◆ Records to use:
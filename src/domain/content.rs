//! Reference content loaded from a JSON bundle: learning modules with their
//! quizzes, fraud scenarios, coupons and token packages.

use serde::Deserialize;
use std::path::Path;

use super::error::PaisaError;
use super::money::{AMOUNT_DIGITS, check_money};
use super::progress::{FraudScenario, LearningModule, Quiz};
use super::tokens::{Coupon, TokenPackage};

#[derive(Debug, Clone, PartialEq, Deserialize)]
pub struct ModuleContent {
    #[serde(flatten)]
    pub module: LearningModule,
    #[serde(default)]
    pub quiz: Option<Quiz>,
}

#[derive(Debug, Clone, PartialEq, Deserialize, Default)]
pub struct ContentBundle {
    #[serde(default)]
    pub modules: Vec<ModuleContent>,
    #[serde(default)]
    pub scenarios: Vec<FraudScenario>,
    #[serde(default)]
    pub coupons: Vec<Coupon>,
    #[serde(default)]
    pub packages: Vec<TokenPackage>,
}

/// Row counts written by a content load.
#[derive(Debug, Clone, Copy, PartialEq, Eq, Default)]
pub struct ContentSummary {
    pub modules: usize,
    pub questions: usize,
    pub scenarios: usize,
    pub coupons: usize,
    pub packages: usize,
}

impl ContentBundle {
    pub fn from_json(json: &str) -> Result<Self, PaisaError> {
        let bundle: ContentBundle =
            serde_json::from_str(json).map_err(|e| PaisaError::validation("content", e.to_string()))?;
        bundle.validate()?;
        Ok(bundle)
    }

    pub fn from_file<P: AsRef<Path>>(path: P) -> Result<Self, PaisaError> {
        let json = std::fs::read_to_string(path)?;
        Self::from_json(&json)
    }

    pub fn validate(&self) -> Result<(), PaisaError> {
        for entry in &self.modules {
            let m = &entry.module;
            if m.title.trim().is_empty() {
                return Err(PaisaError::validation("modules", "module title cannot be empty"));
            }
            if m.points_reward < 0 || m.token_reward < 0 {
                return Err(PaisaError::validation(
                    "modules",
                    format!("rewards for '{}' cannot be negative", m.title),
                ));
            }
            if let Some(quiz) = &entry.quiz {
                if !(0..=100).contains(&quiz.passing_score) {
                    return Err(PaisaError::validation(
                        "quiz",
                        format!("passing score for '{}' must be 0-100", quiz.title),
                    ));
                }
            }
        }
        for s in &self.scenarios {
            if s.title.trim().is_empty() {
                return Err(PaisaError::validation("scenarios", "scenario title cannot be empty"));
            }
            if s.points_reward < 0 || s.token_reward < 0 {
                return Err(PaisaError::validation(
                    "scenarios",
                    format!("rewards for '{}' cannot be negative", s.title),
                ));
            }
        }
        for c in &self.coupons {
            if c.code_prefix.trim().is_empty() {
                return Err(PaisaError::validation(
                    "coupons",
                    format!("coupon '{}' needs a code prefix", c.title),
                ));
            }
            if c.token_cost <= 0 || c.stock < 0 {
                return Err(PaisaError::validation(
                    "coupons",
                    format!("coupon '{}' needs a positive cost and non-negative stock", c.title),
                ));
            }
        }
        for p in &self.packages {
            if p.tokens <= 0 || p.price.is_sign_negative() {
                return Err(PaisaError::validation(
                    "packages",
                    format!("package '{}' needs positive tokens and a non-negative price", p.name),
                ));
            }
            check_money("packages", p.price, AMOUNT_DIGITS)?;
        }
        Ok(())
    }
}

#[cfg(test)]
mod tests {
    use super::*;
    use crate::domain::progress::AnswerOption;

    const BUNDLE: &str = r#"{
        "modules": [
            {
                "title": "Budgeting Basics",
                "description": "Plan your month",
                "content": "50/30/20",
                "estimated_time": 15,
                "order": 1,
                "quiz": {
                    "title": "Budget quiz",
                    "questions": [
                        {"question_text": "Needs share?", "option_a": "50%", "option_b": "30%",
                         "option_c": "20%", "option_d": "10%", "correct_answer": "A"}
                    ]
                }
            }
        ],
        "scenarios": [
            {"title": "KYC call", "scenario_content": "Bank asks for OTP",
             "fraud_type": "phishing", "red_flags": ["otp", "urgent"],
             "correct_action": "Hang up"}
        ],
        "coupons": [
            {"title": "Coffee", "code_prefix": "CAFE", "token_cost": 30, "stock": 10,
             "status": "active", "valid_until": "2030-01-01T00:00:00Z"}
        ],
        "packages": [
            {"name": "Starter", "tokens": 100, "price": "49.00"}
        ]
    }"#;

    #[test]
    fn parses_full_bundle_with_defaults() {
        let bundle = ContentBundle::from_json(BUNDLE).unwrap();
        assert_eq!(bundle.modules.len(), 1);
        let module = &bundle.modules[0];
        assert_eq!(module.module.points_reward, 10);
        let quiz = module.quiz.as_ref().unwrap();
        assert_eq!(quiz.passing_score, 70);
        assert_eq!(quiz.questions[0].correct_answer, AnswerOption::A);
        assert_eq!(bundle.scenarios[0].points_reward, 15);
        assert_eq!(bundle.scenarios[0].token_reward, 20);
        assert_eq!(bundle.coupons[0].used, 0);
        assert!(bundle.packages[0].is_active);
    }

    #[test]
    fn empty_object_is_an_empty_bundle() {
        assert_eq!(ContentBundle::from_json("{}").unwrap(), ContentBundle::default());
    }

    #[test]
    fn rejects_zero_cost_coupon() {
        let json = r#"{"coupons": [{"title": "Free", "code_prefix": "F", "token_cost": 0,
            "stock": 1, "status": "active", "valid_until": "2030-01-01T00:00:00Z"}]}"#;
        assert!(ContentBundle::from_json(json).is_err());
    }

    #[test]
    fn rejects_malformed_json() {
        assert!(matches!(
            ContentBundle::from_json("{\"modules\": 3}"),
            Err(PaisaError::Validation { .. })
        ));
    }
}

◆ Exercise goal:
Every entry is to be restated word for word.

◆ Answer to this problem:
filename src/domain/content.rs
//! Reference content loaded from a JSON bundle: learning modules with their
//! quizzes, fraud scenarios, coupons and token packages.

use serde::Deserialize;
use std::path::Path;

use super::error::PaisaError;
use super::money::{AMOUNT_DIGITS, check_money};
use super::progress::{FraudScenario, LearningModule, Quiz};
use super::tokens::{Coupon, TokenPackage};

#[derive(Debug, Clone, PartialEq, Deserialize)]
pub struct ModuleContent {
    #[serde(flatten)]
    pub module: LearningModule,
    #[serde(default)]
    pub quiz: Option<Quiz>,
}

#[derive(Debug, Clone, PartialEq, Deserialize, Default)]
pub struct ContentBundle {
    #[serde(default)]
    pub modules: Vec<ModuleContent>,
    #[serde(default)]
    pub scenarios: Vec<FraudScenario>,
    #[serde(default)]
    pub coupons: Vec<Coupon>,
    #[serde(default)]
    pub packages: Vec<TokenPackage>,
}

/// Row counts written by a content load.
#[derive(Debug, Clone, Copy, PartialEq, Eq, Default)]
pub struct ContentSummary {
    pub modules: usize,
    pub questions: usize,
    pub scenarios: usize,
    pub coupons: usize,
    pub packages: usize,
}

impl ContentBundle {
    pub fn from_json(json: &str) -> Result<Self, PaisaError> {
        let bundle: ContentBundle =
            serde_json::from_str(json).map_err(|e| PaisaError::validation("content", e.to_string()))?;
        bundle.validate()?;
        Ok(bundle)
    }

    pub fn from_file<P: AsRef<Path>>(path: P) -> Result<Self, PaisaError> {
        let json = std::fs::read_to_string(path)?;
        Self::from_json(&json)
    }

    pub fn validate(&self) -> Result<(), PaisaError> {
        for entry in &self.modules {
            let m = &entry.module;
            if m.title.trim().is_empty() {
                return Err(PaisaError::validation("modules", "module title cannot be empty"));
            }
            if m.points_reward < 0 || m.token_reward < 0 {
                return Err(PaisaError::validation(
                    "modules",
                    format!("rewards for '{}' cannot be negative", m.title),
                ));
            }
            if let Some(quiz) = &entry.quiz {
                if !(0..=100).contains(&quiz.passing_score) {
                    return Err(PaisaError::validation(
                        "quiz",
                        format!("passing score for '{}' must be 0-100", quiz.title),
                    ));
                }
            }
        }
        for s in &self.scenarios {
            if s.title.trim().is_empty() {
                return Err(PaisaError::validation("scenarios", "scenario title cannot be empty"));
            }
            if s.points_reward < 0 || s.token_reward < 0 {
                return Err(PaisaError::validation(
                    "scenarios",
                    format!("rewards for '{}' cannot be negative", s.title),
                ));
            }
        }
        for c in &self.coupons {
            if c.code_prefix.trim().is_empty() {
                return Err(PaisaError::validation(
                    "coupons",
                    format!("coupon '{}' needs a code prefix", c.title),
                ));
            }
            if c.token_cost <= 0 || c.stock < 0 {
                return Err(PaisaError::validation(
                    "coupons",
                    format!("coupon '{}' needs a positive cost and non-negative stock", c.title),
                ));
            }
        }
        for p in &self.packages {
            if p.tokens <= 0 || p.price.is_sign_negative() {
                return Err(PaisaError::validation(
                    "packages",
                    format!("package '{}' needs positive tokens and a non-negative price", p.name),
                ));
            }
            check_money("packages", p.price, AMOUNT_DIGITS)?;
        }
        Ok(())
    }
}

#[cfg(test)]
mod tests {
    use super::*;
    use crate::domain::progress::AnswerOption;

    const BUNDLE: &str = r#"{
        "modules": [
            {
                "title": "Budgeting Basics",
                "description": "Plan your month",
                "content": "50/30/20",
                "estimated_time": 15,
                "order": 1,
                "quiz": {
                    "title": "Budget quiz",
                    "questions": [
                        {"question_text": "Needs share?", "option_a": "50%", "option_b": "30%",
                         "option_c": "20%", "option_d": "10%", "correct_answer": "A"}
                    ]
                }
            }
        ],
        "scenarios": [
            {"title": "KYC call", "scenario_content": "Bank asks for OTP",
             "fraud_type": "phishing", "red_flags": ["otp", "urgent"],
             "correct_action": "Hang up"}
        ],
        "coupons": [
            {"title": "Coffee", "code_prefix": "CAFE", "token_cost": 30, "stock": 10,
             "status": "active", "valid_until": "2030-01-01T00:00:00Z"}
        ],
        "packages": [
            {"name": "Starter", "tokens": 100, "price": "49.00"}
        ]
    }"#;

    #[test]
    fn parses_full_bundle_with_defaults() {
        let bundle = ContentBundle::from_json(BUNDLE).unwrap();
        assert_eq!(bundle.modules.len(), 1);
        let module = &bundle.modules[0];
        assert_eq!(module.module.points_reward, 10);
        let quiz = module.quiz.as_ref().unwrap();
        assert_eq!(quiz.passing_score, 70);
        assert_eq!(quiz.questions[0].correct_answer, AnswerOption::A);
        assert_eq!(bundle.scenarios[0].points_reward, 15);
        assert_eq!(bundle.scenarios[0].token_reward, 20);
        assert_eq!(bundle.coupons[0].used, 0);
        assert!(bundle.packages[0].is_active);
    }

    #[test]
    fn empty_object_is_an_empty_bundle() {
        assert_eq!(ContentBundle::from_json("{}").unwrap(), ContentBundle::default());
    }

    #[test]
    fn rejects_zero_cost_coupon() {
        let json = r#"{"coupons": [{"title": "Free", "code_prefix": "F", "token_cost": 0,
            "stock": 1, "status": "active", "valid_until": "2030-01-01T00:00:00Z"}]}"#;
        assert!(ContentBundle::from_json(json).is_err());
    }

    #[test]
    fn rejects_malformed_json() {
        assert!(matches!(
            ContentBundle::from_json("{\"modules\": 3}"),
            Err(PaisaError::Validation { .. })
        ));
    }
}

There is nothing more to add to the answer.